use serde::{Deserialize, Serialize};

#[derive(Debug, Clone, Copy, PartialEq, Eq, PartialOrd, Ord, Hash, Serialize, Deserialize)]
#[serde(rename_all = "snake_case")]
pub enum Complexity {
    Low,
    Medium,
    High,
}

impl Complexity {
    /// Bucket for `decisions + data items`
    #[must_use]
    pub const fn from_score(score: u32) -> Self {
        if score < 10 {
            Self::Low
        } else if score < 50 {
            Self::Medium
        } else {
            Self::High
        }
    }

    #[must_use]
    pub const fn as_str(self) -> &'static str {
        match self {
            Self::Low => "low",
            Self::Medium => "medium",
            Self::High => "high",
        }
    }
}

/// Size and complexity figures for one unit
#[derive(Debug, Clone, PartialEq, Eq, Default, Serialize, Deserialize)]
pub struct Metrics {
    /// Lines of the program file itself
    pub source_lines: u32,
    /// Lines after COPY expansion
    pub expanded_lines: u32,
    pub statements: u32,
    /// IF, EVALUATE/WHEN, looping PERFORM
    pub decisions: u32,
    pub data_items: u32,
    pub sections: u32,
    pub paragraphs: u32,
    pub edges: u32,
    pub diagnostics: u32,
}

impl Metrics {
    #[must_use]
    pub const fn score(&self) -> u32 {
        self.decisions + self.data_items
    }

    #[must_use]
    pub const fn complexity(&self) -> Complexity {
        Complexity::from_score(self.score())
    }
}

==================================================

#### Try it:
In the material above, find every line that has the string "serde" and pull those lines out.

#### Task output:
use serde::{Deserialize, Serialize};
#[serde(rename_all = "snake_case")]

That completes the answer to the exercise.